------ Data to process ------

//! Deployment wiring
//!
//! Describes a full deployment (settlement asset, market, security tokens)
//! as JSON and builds the live contracts from it. The resulting
//! `Deployment` is the explicit replacement for a shared deployed-address
//! file: callers hold it and hand out the handles they need.

use serde::{Deserialize, Serialize};
use std::collections::{HashMap, HashSet};
use std::path::Path;
use std::sync::Arc;
use tracing::info;
use types::ids::{Address, TokenId};
use types::numeric::Amount;

use crate::errors::ConfigError;
use crate::ledger::{SecurityToken, TokenMetadata};
use crate::market::Market;
use crate::settlement::StableToken;
use crate::token::TokenDirectory;

/// Settlement asset section
#[derive(Debug, Clone, PartialEq, Eq, Serialize, Deserialize)]
pub struct SettlementConfig {
    pub address: Address,
    pub name: String,
    pub symbol: String,
}

/// One security token to deploy and list
#[derive(Debug, Clone, PartialEq, Eq, Serialize, Deserialize)]
pub struct SecurityTokenConfig {
    pub address: Address,
    pub name: String,
    pub symbol: String,
    pub related_asset: String,
    /// Human units, e.g. `"254.11"`
    pub reference_price: String,
    pub doc_uri: String,
}

#[derive(Debug, Clone, PartialEq, Eq, Serialize, Deserialize)]
pub struct DeploymentConfig {
    /// Admin of every deployed contract
    pub admin: Address,
    pub market: Address,
    pub settlement: SettlementConfig,
    #[serde(default)]
    pub security_tokens: Vec<SecurityTokenConfig>,
}

impl DeploymentConfig {
    pub fn from_json_str(json: &str) -> Result<Self, ConfigError> {
        Ok(serde_json::from_str(json)?)
    }

    pub fn from_path(path: impl AsRef<Path>) -> Result<Self, ConfigError> {
        let path = path.as_ref();
        let json = std::fs::read_to_string(path).map_err(|source| ConfigError::Io {
            path: path.display().to_string(),
            source,
        })?;
        Self::from_json_str(&json)
    }

    fn check_unique_addresses(&self) -> Result<(), ConfigError> {
        let mut seen = HashSet::new();
        let addresses = [self.market, self.settlement.address]
            .into_iter()
            .chain(self.security_tokens.iter().map(|t| t.address));
        for address in addresses {
            if !seen.insert(address) {
                return Err(ConfigError::DuplicateAddress {
                    address: address.to_string(),
                });
            }
        }
        Ok(())
    }
}

/// Live contracts built from a `DeploymentConfig`.
#[derive(Debug, Clone)]
pub struct Deployment {
    pub admin: Address,
    pub settlement: Arc<StableToken>,
    pub market: Arc<Market>,
    security_tokens: HashMap<TokenId, Arc<SecurityToken>>,
}

impl Deployment {
    /// Deploy every contract, whitelist the market on each security token
    /// so it can hold sell escrow, and list each token on the market.
    pub fn from_config(config: &DeploymentConfig) -> Result<Self, ConfigError> {
        config.check_unique_addresses()?;

        let settlement = Arc::new(StableToken::new(
            config.settlement.address,
            config.admin,
            config.settlement.name.clone(),
            config.settlement.symbol.clone(),
        ));

        let mut directory = TokenDirectory::new();
        let mut security_tokens = HashMap::new();
        for entry in &config.security_tokens {
            let reference_price: Amount = entry.reference_price.parse()?;
            let token = Arc::new(SecurityToken::new(
                entry.address,
                config.admin,
                TokenMetadata {
                    name: entry.name.clone(),
                    symbol: entry.symbol.clone(),
                    related_asset: entry.related_asset.clone(),
                    reference_price,
                },
            ));
            directory.insert(token.clone());
            security_tokens.insert(entry.address, token);
        }

        let market = Arc::new(Market::new(
            config.market,
            config.admin,
            settlement.clone(),
            directory,
        ));

        for entry in &config.security_tokens {
            if let Some(token) = security_tokens.get(&entry.address) {
                token.add_to_whitelist(&config.admin, config.market)?;
            }
            market.register_token(
                entry.address,
                &entry.name,
                &entry.symbol,
                &entry.related_asset,
                &entry.doc_uri,
            )?;
        }

        info!(
            market = %config.market,
            settlement = %config.settlement.address,
            tokens = config.security_tokens.len(),
            "Deployment ready"
        );

        Ok(Self {
            admin: config.admin,
            settlement,
            market,
            security_tokens,
        })
    }

    pub fn security_token(&self, address: &TokenId) -> Option<Arc<SecurityToken>> {
        self.security_tokens.get(address).cloned()
    }

    pub fn security_token_addresses(&self) -> Vec<TokenId> {
        let mut addresses: Vec<_> = self.security_tokens.keys().copied().collect();
        addresses.sort();
        addresses
    }
}

#[cfg(test)]
mod tests {
    use super::*;
    use crate::errors::{LedgerError, MarketError};
    use std::io::Write;

    const SAMPLE: &str = r#"{
        "admin": "0x0000000000000000000000000000000000000001",
        "market": "0x0000000000000000000000000000000000000005",
        "settlement": {
            "address": "0x0000000000000000000000000000000000000014",
            "name": "Tether USD",
            "symbol": "USDT"
        },
        "security_tokens": [
            {
                "address": "0x0000000000000000000000000000000000000064",
                "name": "Tesla Peg Token",
                "symbol": "PTSL",
                "related_asset": "TSLA",
                "reference_price": "254.11",
                "doc_uri": "https://example.com/ptsl.pdf"
            }
        ]
    }"#;

    #[test]
    fn test_parse_config() {
        let config = DeploymentConfig::from_json_str(SAMPLE).unwrap();
        assert_eq!(config.admin, Address::from_low_u64(1));
        assert_eq!(config.settlement.symbol, "USDT");
        assert_eq!(config.security_tokens.len(), 1);
        assert_eq!(config.security_tokens[0].address, Address::from_low_u64(100));
    }

    #[test]
    fn test_malformed_config() {
        let result = DeploymentConfig::from_json_str("{\"admin\": \"0x01\"}");
        assert!(matches!(result, Err(ConfigError::Json(_))));
    }

    #[test]
    fn test_from_path() {
        let mut file = tempfile::NamedTempFile::new().unwrap();
        file.write_all(SAMPLE.as_bytes()).unwrap();

        let config = DeploymentConfig::from_path(file.path()).unwrap();
        assert_eq!(config.market, Address::from_low_u64(5));
    }

    #[test]
    fn test_from_missing_path() {
        let dir = tempfile::tempdir().unwrap();
        let result = DeploymentConfig::from_path(dir.path().join("missing.json"));
        assert!(matches!(result, Err(ConfigError::Io { .. })));
    }

    #[test]
    fn test_deploy_lists_tokens() {
        let config = DeploymentConfig::from_json_str(SAMPLE).unwrap();
        let deployment = Deployment::from_config(&config).unwrap();

        let token_addr = Address::from_low_u64(100);
        let token = deployment.security_token(&token_addr).unwrap();
        assert_eq!(token.metadata().reference_price, "254.11".parse().unwrap());
        assert!(token.is_whitelisted(&config.market));

        let listed = deployment.market.get_registered_tokens();
        assert_eq!(listed.len(), 1);
        assert!(listed[0].active);
        assert_eq!(deployment.market.settlement_asset(), config.settlement.address);
        assert_eq!(deployment.security_token_addresses(), vec![token_addr]);
    }

    #[test]
    fn test_duplicate_address_rejected() {
        let mut config = DeploymentConfig::from_json_str(SAMPLE).unwrap();
        config.security_tokens[0].address = config.settlement.address;
        let result = Deployment::from_config(&config);
        assert!(matches!(result, Err(ConfigError::DuplicateAddress { .. })));
    }

    #[test]
    fn test_bad_reference_price() {
        let mut config = DeploymentConfig::from_json_str(SAMPLE).unwrap();
        config.security_tokens[0].reference_price = "cheap".to_string();
        let result = Deployment::from_config(&config);
        assert!(matches!(result, Err(ConfigError::Parse(_))));
    }

    #[test]
    fn test_bad_listing_rejected() {
        let mut config = DeploymentConfig::from_json_str(SAMPLE).unwrap();
        config.security_tokens[0].doc_uri = "not a url".to_string();
        let result = Deployment::from_config(&config);
        assert!(matches!(
            result,
            Err(ConfigError::Market(MarketError::InvalidListing { .. }))
        ));
    }

    #[test]
    fn test_deployment_admin_roles() {
        let config = DeploymentConfig::from_json_str(SAMPLE).unwrap();
        let deployment = Deployment::from_config(&config).unwrap();
        let outsider = Address::from_low_u64(77);

        let result = deployment.settlement.mint(&outsider, outsider, Amount::from_whole(1));
        assert!(matches!(result, Err(LedgerError::Unauthorized { .. })));
        deployment
            .settlement
            .mint(&config.admin, outsider, Amount::from_whole(1))
            .unwrap();
    }
}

------

— What needs to be done —
Search the entries for the word "TokenMetadata". Copy each line where it appears.

— Written answer —
use crate::ledger::{SecurityToken, TokenMetadata};
                TokenMetadata {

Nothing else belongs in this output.